How a Toothache Can Land You in the ER

Young girl holding an ice pack to her cheek to ease her toothache. An emergency room doctor in the background examines an x-ray of her teeth.

When your family’s schedule is already filled with meetings, homework and soccer practices, adding dentist appointments to that to-do list can feel daunting. It’s important to keep in mind, however, that according to USAToday, the number of people going to the hospitals for dental emergencies grows more and more every year, with one visit every 15 seconds.1 So, how can a toothache land you in the ER?

Know the signs of a problem

If you or your child experiences any of the following symptoms, it may be time to schedule an appointment with your dentist:

  • Sensitivity to hot or cold foods
  • Sensitivity to sweets
  • Discoloration
  • Mouth sores (canker sores, cold sores, etc.)
  • Redness, swelling or bleeding gums
  • Pain while chewing
  • Persistent foul breath
  • Jaw pain
  • Dry mouth

The following symptoms may signal an abscess that requires immediate medical attention:

  • Cracked, broken or loose teeth
  • Constant throbbing pain
  • Swollen face, jaw and/or neck glands
  • Pus or bad taste in mouth
  • Headache
  • Fever

Toothaches vs. Abscess

Toothaches can happen for a variety of reasons. A cavity or tooth decay starts when bacteria get where it shouldn’t and begins eating away at your teeth. Oftentimes, this can be fixed with a simple filling. Gum disease, periodontal disease or gingivitis is caused by inflamed gums that develop deep pockets where bacteria form. If left untreated, a toothache can develop. However, these can be treated with a deep cleaning. When your wisdom teeth begin to grow out, they often become impacted and start shifting around your other teeth and causing tooth pain.
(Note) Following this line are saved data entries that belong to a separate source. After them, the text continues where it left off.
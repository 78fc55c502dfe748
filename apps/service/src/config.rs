use std::time::Duration;
use std::{env, fmt, fs, path};

use serde::{Deserialize, Serialize};
use thiserror::Error;

#[derive(Debug, Error)]
pub enum ConfigError {
    #[error("failed to read config file")]
    ReadFailed,
    #[error("failed to write config file")]
    WriteFailed,
    #[error("failed to parse config file")]
    ParseFailed,
    #[error("no usable config directory")]
    ConfigPathUnavailable,
}

#[derive(Debug, Serialize, Deserialize)]
pub struct Config {
    pub database: DatabaseSettings,
    pub monitor: MonitorSettings,
}

#[derive(Debug, Serialize, Deserialize)]
pub struct DatabaseSettings {
    /// Path of the local database file.
    pub path: path::PathBuf,
}

#[derive(Debug, Clone, Serialize, Deserialize)]
pub struct MonitorSettings {
    /// Seconds between scheduler ticks. Global: every service is checked
    /// once per tick.
    pub tick_seconds: u64,
    /// Total timeout applied to each probe.
    pub probe_timeout_seconds: u64,
    /// Skip peer-certificate validation in HTTP probes. On by default to
    /// match the monitor's historical behavior; turning it off makes
    /// probes fail against hosts with broken certificates.
    pub accept_invalid_certs: bool,
}

impl Default for Config {
    fn default() -> Self {
        Self {
            database: DatabaseSettings { path: "lookout.db".into() },
            monitor: MonitorSettings {
                tick_seconds: 60,
                probe_timeout_seconds: 10,
                accept_invalid_certs: true,
            },
        }
    }
}

impl Config {
    pub fn tick_interval(&self) -> Duration {
        Duration::from_secs(self.monitor.tick_seconds)
    }

    pub fn probe_timeout(&self) -> Duration {
        Duration::from_secs(self.monitor.probe_timeout_seconds)
    }

    /// Generate Config structure from file
    ///
    /// Creates a default config in ~/.config/lookout/config.toml or the
    /// specified path, with the name config.toml, if one does not exist.
    pub fn from_config(optional_path: Option<impl AsRef<path::Path>>) -> Result<Self, ConfigError> {
        let config_path: path::PathBuf = if let Some(path) = optional_path {
            normalize_toml_path(path.as_ref())
        } else {
            default_config_path()?
        };

        if config_path.exists() {
            let raw_string =
                fs::read_to_string(&config_path).map_err(|_err| ConfigError::ReadFailed)?;
            toml::from_str(raw_string.as_str()).map_err(|_err| ConfigError::ParseFailed)
        } else {
            let config = Self::default();
            config.write_config(&config_path)?;
            Ok(config)
        }
    }

    /// Serialize and write a config to a file
    pub fn write_config(&self, path: &path::Path) -> Result<(), ConfigError> {
        let config_str: String =
            toml::to_string_pretty(self).map_err(|_err| ConfigError::ParseFailed)?;

        if let Some(parent) = path.parent() {
            fs::create_dir_all(parent).map_err(|_err| ConfigError::WriteFailed)?;
        }

        fs::write(path, config_str).map_err(|_err| ConfigError::WriteFailed)
    }
}

impl fmt::Display for Config {
    fn fmt(&self, f: &mut fmt::Formatter<'_>) -> fmt::Result {
        writeln!(f, "Current Internal Configuration State:")?;
        writeln!(f, "  Database")?;
        writeln!(f, "    Path: {}", self.database.path.display())?;
        writeln!(f, "  Monitor")?;
        writeln!(f, "    Tick: {}s", self.monitor.tick_seconds)?;
        writeln!(f, "    Probe timeout: {}s", self.monitor.probe_timeout_seconds)?;
        writeln!(f, "    Accept invalid certificates: {}", self.monitor.accept_invalid_certs)
    }
}

/// Used to ensure we are actually reading a toml file
fn normalize_toml_path(path: &path::Path) -> path::PathBuf {
    let mut path = path.to_path_buf();
    if path.extension().map(|ext| ext != "toml").unwrap_or(true) {
        path.set_extension("toml");
    }
    path
}

/// Get default config path ($XDG_CONFIG_HOME/lookout/config.toml or
/// $HOME/.config/...)
fn default_config_path() -> Result<path::PathBuf, ConfigError> {
    let path = if let Ok(config_home) = env::var("XDG_CONFIG_HOME") {
        path::PathBuf::from(config_home)
    } else if let Some(home_dir) = env::home_dir() {
        home_dir.join(".config")
    } else {
        return Err(ConfigError::ConfigPathUnavailable);
    };

    Ok(path.join("lookout/config.toml"))
}

#[cfg(test)]
mod tests {
    use super::*;
    use tempfile::tempdir;

    #[test]
    fn creates_default_config_when_missing() {
        let dir = tempdir().unwrap();
        let path = dir.path().join("config.toml");

        let config = Config::from_config(Some(&path)).unwrap();

        assert!(path.exists());
        assert_eq!(config.monitor.tick_seconds, 60);
        assert!(config.monitor.accept_invalid_certs);
    }

    #[test]
    fn round_trips_through_file() {
        let dir = tempdir().unwrap();
        let path = dir.path().join("config.toml");

        let mut config = Config::default();
        config.monitor.tick_seconds = 15;
        config.database.path = "/tmp/other.db".into();
        config.write_config(&path).unwrap();

        let loaded = Config::from_config(Some(&path)).unwrap();
        assert_eq!(loaded.monitor.tick_seconds, 15);
        assert_eq!(loaded.database.path, path::PathBuf::from("/tmp/other.db"));
    }

    #[test]
    fn normalizes_config_extension() {
        let dir = tempdir().unwrap();
        let path = dir.path().join("config.yaml");

        Config::from_config(Some(&path)).unwrap();

        assert!(dir.path().join("config.toml").exists());
    }
}
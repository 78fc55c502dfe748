/// Alerting module
///
/// Decides when a state change warrants a notification and delivers it:
/// - The evaluator is a pure decision function over recent check history
/// - The notifier sends best-effort e-mail through the configured relay
pub mod evaluator;
pub mod notifier;

pub use evaluator::{AlertContext, AlertKind, AlertPolicy, decide};
pub use notifier::Notifier;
Mild or moderate pain should never be ignored. Slight discomfort can quickly turn into a very serious condition called an abscess, a pus-filled infection inside a tooth or between the tooth and the tongue. While pain may start off as annoying, within a day it can turn into intense, throbbing pain or sharp, shooting pain. In America, this condition has turned into a dangerous trend, with hospitalizations for abscesses increasing by more than 40% in recent years.2

Abscesses occur when there’s a breach in your tooth’s enamel. If bacteria get inside the tooth, an abscess can form. These typically do not go away on their own and often spread overnight. If an infection manages to reach the brain or the heart, or the swelling cuts off an airway, it can become fatal.


The first step for preventing any tooth-related trip to the ER is taking your family to the dentist regularly. Many infections can be easily prevented if they are caught early on. Getting your teeth checked often means that your dentist can provide treatment before it gets worse. In the case of an abscess, if caught early enough, your dentist can save your natural tooth with a root canal. However, if left untreated, extraction of the infected tooth may be necessary.

Additionally, encourage good oral hygiene. Make sure your kids know how to brush and floss their teeth properly. Furthermore, teach your children that eating a lot of candy or drinking soda can increase their risk for getting a toothache or cavity.

Finally, while the emergency room should not act as your primary dental care provider, if your dentist is unavailable and you feel your situation warrants medical attention, St. Vincent Neighborhood Hospital can get you in front of a doctor within 15 minutes of your arrival.

In any situation, our emergency department is open to treat all injuries, infections and disease. Our fast turnaround times on x-ray and imagining services allow us to quickly diagnose the problem. Our in-house pharmaceutical services help us get you treated right away. Read more about our services or find the St. Vincent Neighborhood Hospital location nearest you.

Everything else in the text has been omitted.